> Activity
Some entries follow. Reproduce exactly the lines starting at the one with "pub mod model;" and stopping after the one with "use zonepick::format::parse_floor_plan;".

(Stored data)
______________________________

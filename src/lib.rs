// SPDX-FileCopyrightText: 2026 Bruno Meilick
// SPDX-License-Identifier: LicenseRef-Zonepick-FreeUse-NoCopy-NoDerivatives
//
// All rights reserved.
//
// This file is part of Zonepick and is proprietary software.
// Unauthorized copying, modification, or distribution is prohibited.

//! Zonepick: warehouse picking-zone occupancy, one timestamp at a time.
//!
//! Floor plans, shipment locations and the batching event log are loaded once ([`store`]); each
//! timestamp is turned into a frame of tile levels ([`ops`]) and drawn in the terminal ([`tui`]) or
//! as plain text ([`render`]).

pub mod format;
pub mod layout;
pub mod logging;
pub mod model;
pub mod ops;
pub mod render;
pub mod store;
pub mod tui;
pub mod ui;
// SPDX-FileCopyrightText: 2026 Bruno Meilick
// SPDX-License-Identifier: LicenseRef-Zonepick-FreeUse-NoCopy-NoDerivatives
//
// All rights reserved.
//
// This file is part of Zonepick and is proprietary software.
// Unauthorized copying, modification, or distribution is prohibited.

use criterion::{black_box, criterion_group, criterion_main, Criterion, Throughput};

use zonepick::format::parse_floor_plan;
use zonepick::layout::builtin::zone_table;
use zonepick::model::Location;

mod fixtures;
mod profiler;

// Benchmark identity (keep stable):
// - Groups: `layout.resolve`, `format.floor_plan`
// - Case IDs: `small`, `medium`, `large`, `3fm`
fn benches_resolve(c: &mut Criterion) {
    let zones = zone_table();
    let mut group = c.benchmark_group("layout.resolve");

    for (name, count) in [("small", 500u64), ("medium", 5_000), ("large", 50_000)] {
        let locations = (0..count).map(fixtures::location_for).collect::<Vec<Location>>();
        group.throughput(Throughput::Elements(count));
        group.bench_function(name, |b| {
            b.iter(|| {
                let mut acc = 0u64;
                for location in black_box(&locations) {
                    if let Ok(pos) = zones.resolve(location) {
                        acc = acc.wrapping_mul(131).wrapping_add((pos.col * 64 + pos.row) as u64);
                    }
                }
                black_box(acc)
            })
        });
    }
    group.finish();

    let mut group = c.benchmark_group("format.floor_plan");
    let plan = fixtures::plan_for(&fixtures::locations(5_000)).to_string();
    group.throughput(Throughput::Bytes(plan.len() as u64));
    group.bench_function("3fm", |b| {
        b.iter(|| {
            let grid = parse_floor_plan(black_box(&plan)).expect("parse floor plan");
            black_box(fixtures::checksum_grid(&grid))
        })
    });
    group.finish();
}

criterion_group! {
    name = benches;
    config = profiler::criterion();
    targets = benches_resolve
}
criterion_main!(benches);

______________________________

> Solution for this task
pub mod model;
pub mod ops;
pub mod render;
pub mod store;
pub mod tui;
pub mod ui;
// SPDX-FileCopyrightText: 2026 Bruno Meilick
// SPDX-License-Identifier: LicenseRef-Zonepick-FreeUse-NoCopy-NoDerivatives
//
// All rights reserved.
//
// This file is part of Zonepick and is proprietary software.
// Unauthorized copying, modification, or distribution is prohibited.

use criterion::{black_box, criterion_group, criterion_main, Criterion, Throughput};

use zonepick::format::parse_floor_plan;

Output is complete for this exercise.